> _Task brief_
Each line of the data below holding the word "collect" must be copied.

(Dataset entries)
--- --- ---
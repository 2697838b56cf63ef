use gradient_core::{Point, Range};

/// Field value of a goal cell.
pub const GOAL: f64 = 0.0;
/// Field value of an open cell that no scan has reached yet.
pub const FLOOR: f64 = 999_200.0;
/// Field value of an impassable cell.
pub const WALL: f64 = 999_500.0;
/// Field value of an open cell a finished scan could not reach.
pub const DARK: f64 = 999_800.0;

/// Open values at or above this are never used to seed a scan.
pub(crate) const SEED_CEILING: f64 = 999_000.0;

/// A tagged reading of one field cell.
#[derive(Debug, Clone, Copy, PartialEq)]
#[cfg_attr(feature = "serde", derive(serde::Serialize, serde::Deserialize))]
pub enum CellState {
    /// Reached by the last scan, at this distance from the nearest goal.
    Distance(f64),
    Wall,
    /// Open but unreachable from every goal.
    Dark,
    /// Open and not visited by an early-exit scan.
    Unscanned,
}

impl CellState {
    pub fn from_value(v: f64) -> Self {
        if v == WALL {
            CellState::Wall
        } else if v == DARK {
            CellState::Dark
        } else if v == FLOOR {
            CellState::Unscanned
        } else {
            CellState::Distance(v)
        }
    }

    /// The distance, if the cell was reached.
    pub fn distance(self) -> Option<f64> {
        match self {
            CellState::Distance(d) => Some(d),
            _ => None,
        }
    }
}

/// A reached cell and its distance, as returned by
/// [`flood_fill`](crate::DijkstraMap::flood_fill).
#[derive(Debug, Clone, Copy, PartialEq)]
#[cfg_attr(feature = "serde", derive(serde::Serialize, serde::Deserialize))]
pub struct FieldNode {
    pub pos: Point,
    pub dist: f64,
}

/// An owned copy of a distance field.
#[derive(Debug, Clone, PartialEq)]
#[cfg_attr(feature = "serde", derive(serde::Serialize, serde::Deserialize))]
pub struct FieldSnapshot {
    width: i32,
    height: i32,
    values: Vec<f64>,
}

impl FieldSnapshot {
    pub(crate) fn new(width: i32, height: i32, values: Vec<f64>) -> Self {
        Self {
            width,
            height,
            values,
        }
    }

    pub fn width(&self) -> i32 {
        self.width
    }

    pub fn height(&self) -> i32 {
        self.height
    }

    pub fn bounds(&self) -> Range {
        Range::new(0, 0, self.width, self.height)
    }

    /// Raw field value at `p`, or `None` outside the grid.
    pub fn get(&self, p: Point) -> Option<f64> {
        if !p.within(self.width, self.height) {
            return None;
        }
        Some(self.values[(p.y * self.width + p.x) as usize])
    }

    /// Tagged state at `p`, or `None` outside the grid.
    pub fn state(&self, p: Point) -> Option<CellState> {
        self.get(p).map(CellState::from_value)
    }

    /// Row-major raw values.
    pub fn values(&self) -> &[f64] {
        &self.values
    }

    /// Every reached cell with its distance, in row-major order.
    pub fn reached(&self) -> impl Iterator<Item = FieldNode> + '_ {
        self.bounds()
            .iter()
            .zip(self.values.iter())
            .filter(|&(_, &v)| v < FLOOR)
            .map(|(pos, &dist)| FieldNode { pos, dist })
    }
}

#[cfg(test)]
mod tests {
    use super::*;

    #[test]
    fn sentinel_ordering() {
        assert!(GOAL < SEED_CEILING);
        assert!(SEED_CEILING < FLOOR);
        assert!(FLOOR < WALL);
        assert!(WALL < DARK);
    }

    #[test]
    fn states() {
        let snap = FieldSnapshot::new(4, 1, vec![0.0, FLOOR, WALL, DARK]);
        assert_eq!(snap.state(Point::new(0, 0)), Some(CellState::Distance(0.0)));
        assert_eq!(snap.state(Point::new(1, 0)), Some(CellState::Unscanned));
        assert_eq!(snap.state(Point::new(2, 0)), Some(CellState::Wall));
        assert_eq!(snap.state(Point::new(3, 0)), Some(CellState::Dark));
        assert_eq!(snap.state(Point::new(4, 0)), None);
        assert_eq!(CellState::Distance(2.5).distance(), Some(2.5));
        assert_eq!(CellState::Wall.distance(), None);
    }

    #[test]
    fn reached_cells() {
        let snap = FieldSnapshot::new(2, 2, vec![0.0, 1.0, WALL, DARK]);
        let nodes: Vec<_> = snap.reached().collect();
        assert_eq!(
            nodes,
            vec![
                FieldNode { pos: Point::new(0, 0), dist: 0.0 },
                FieldNode { pos: Point::new(1, 0), dist: 1.0 },
            ]
        );
    }
}
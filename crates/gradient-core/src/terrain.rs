//! Wall/floor terrain grids.
//!
//! [`Terrain`] is the passability map handed to the distance-field engine.
//! It stores one [`Tile`] per cell in row-major order and can be parsed from
//! ASCII art, where `#` is a wall and every other character is floor.

use std::fmt;

use crate::{Point, Range};

/// Passability of a single cell.
#[derive(Debug, Clone, Copy, PartialEq, Eq, Hash, Default)]
#[cfg_attr(feature = "serde", derive(serde::Serialize, serde::Deserialize))]
pub enum Tile {
    #[default]
    Floor,
    Wall,
}

impl Tile {
    /// Whether the tile blocks movement.
    #[inline]
    pub const fn is_wall(self) -> bool {
        matches!(self, Tile::Wall)
    }

    /// The ASCII glyph used by [`Terrain::from_ascii`] and `Display`.
    pub const fn glyph(self) -> char {
        match self {
            Tile::Floor => '.',
            Tile::Wall => '#',
        }
    }
}

impl From<char> for Tile {
    fn from(c: char) -> Self {
        if c == '#' { Tile::Wall } else { Tile::Floor }
    }
}

/// Errors from building a [`Terrain`].
#[derive(Debug, Clone, PartialEq, Eq)]
pub enum TerrainError {
    /// The map has no cells.
    Empty,
    /// A row's length differs from the first row's.
    RaggedRow {
        row: usize,
        expected: usize,
        found: usize,
    },
    /// The tile buffer does not hold `width * height` cells.
    SizeMismatch { expected: usize, found: usize },
}

impl fmt::Display for TerrainError {
    fn fmt(&self, f: &mut fmt::Formatter<'_>) -> fmt::Result {
        match self {
            Self::Empty => write!(f, "terrain has no cells"),
            Self::RaggedRow {
                row,
                expected,
                found,
            } => write!(
                f,
                "terrain row {row} has {found} cells, expected {expected}"
            ),
            Self::SizeMismatch { expected, found } => {
                write!(f, "terrain has {found} tiles, expected {expected}")
            }
        }
    }
}

impl std::error::Error for TerrainError {}

/// A rectangular wall/floor grid anchored at the origin.
#[derive(Debug, Clone, PartialEq, Eq)]
#[cfg_attr(feature = "serde", derive(serde::Serialize, serde::Deserialize))]
#[cfg_attr(feature = "serde", serde(try_from = "RawTerrain"))]
pub struct Terrain {
    width: i32,
    height: i32,
    tiles: Vec<Tile>,
}

/// Unchecked wire form of [`Terrain`].
#[cfg(feature = "serde")]
#[derive(serde::Deserialize)]
struct RawTerrain {
    width: i32,
    height: i32,
    tiles: Vec<Tile>,
}

#[cfg(feature = "serde")]
impl TryFrom<RawTerrain> for Terrain {
    type Error = TerrainError;

    fn try_from(raw: RawTerrain) -> Result<Self, TerrainError> {
        let mut t = Terrain::new(raw.width, raw.height)?;
        if raw.tiles.len() != t.tiles.len() {
            return Err(TerrainError::SizeMismatch {
                expected: t.tiles.len(),
                found: raw.tiles.len(),
            });
        }
        t.tiles = raw.tiles;
        Ok(t)
    }
}

impl Terrain {
    /// Create an all-floor terrain. Non-positive sizes are an error.
    pub fn new(width: i32, height: i32) -> Result<Self, TerrainError> {
        if width <= 0 || height <= 0 {
            return Err(TerrainError::Empty);
        }
        Ok(Self {
            width,
            height,
            tiles: vec![Tile::Floor; (width * height) as usize],
        })
    }

    /// Create a terrain by evaluating `f` at each point.
    pub fn from_fn(
        width: i32,
        height: i32,
        mut f: impl FnMut(Point) -> Tile,
    ) -> Result<Self, TerrainError> {
        let mut t = Self::new(width, height)?;
        for p in t.bounds() {
            let i = t.index(p);
            t.tiles[i] = f(p);
        }
        Ok(t)
    }

    /// Parse rows of ASCII art. `#` is a wall; anything else is floor.
    /// Blank leading and trailing lines are ignored.
    pub fn from_ascii(text: &str) -> Result<Self, TerrainError> {
        let rows: Vec<&str> = text
            .lines()
            .map(str::trim_end)
            .skip_while(|l| l.is_empty())
            .collect();
        let rows: Vec<&str> = match rows.iter().rposition(|l| !l.is_empty()) {
            Some(last) => rows[..=last].to_vec(),
            None => return Err(TerrainError::Empty),
        };
        Self::from_rows(&rows)
    }

    /// Build from a slice of equally long rows.
    pub fn from_rows<S: AsRef<str>>(rows: &[S]) -> Result<Self, TerrainError> {
        let expected = rows.first().map_or(0, |r| r.as_ref().chars().count());
        if expected == 0 {
            return Err(TerrainError::Empty);
        }
        let mut tiles = Vec::with_capacity(expected * rows.len());
        for (row, line) in rows.iter().enumerate() {
            let before = tiles.len();
            tiles.extend(line.as_ref().chars().map(Tile::from));
            let found = tiles.len() - before;
            if found != expected {
                return Err(TerrainError::RaggedRow {
                    row,
                    expected,
                    found,
                });
            }
        }
        Ok(Self {
            width: expected as i32,
            height: rows.len() as i32,
            tiles,
        })
    }

    /// Width in cells.
    #[inline]
    pub fn width(&self) -> i32 {
        self.width
    }

    /// Height in cells.
    #[inline]
    pub fn height(&self) -> i32 {
        self.height
    }

    /// The range `[0, width) × [0, height)`.
    #[inline]
    pub fn bounds(&self) -> Range {
        Range::new(0, 0, self.width, self.height)
    }

    /// Whether `p` lies inside the terrain.
    #[inline]
    pub fn contains(&self, p: Point) -> bool {
        p.within(self.width, self.height)
    }

    #[inline]
    fn index(&self, p: Point) -> usize {
        (p.y * self.width + p.x) as usize
    }

    /// Get the tile at a point, or `None` if out of bounds.
    pub fn at(&self, p: Point) -> Option<Tile> {
        if !self.contains(p) {
            return None;
        }
        Some(self.tiles[self.index(p)])
    }

    /// Set the tile at a point. Does nothing if out of bounds.
    pub fn set(&mut self, p: Point, tile: Tile) {
        if !self.contains(p) {
            return;
        }
        let i = self.index(p);
        self.tiles[i] = tile;
    }

    /// Whether `p` is a wall. Points outside the terrain count as walls.
    #[inline]
    pub fn is_wall(&self, p: Point) -> bool {
        self.at(p).is_none_or(Tile::is_wall)
    }

    /// Row-major tiles.
    pub fn tiles(&self) -> &[Tile] {
        &self.tiles
    }
}

impl fmt::Display for Terrain {
    fn fmt(&self, f: &mut fmt::Formatter<'_>) -> fmt::Result {
        for row in self.tiles.chunks(self.width as usize) {
            for t in row {
                write!(f, "{}", t.glyph())?;
            }
            writeln!(f)?;
        }
        Ok(())
    }
}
--- --- ---
> _Finished task_
        let nodes: Vec<_> = snap.reached().collect();
            .collect();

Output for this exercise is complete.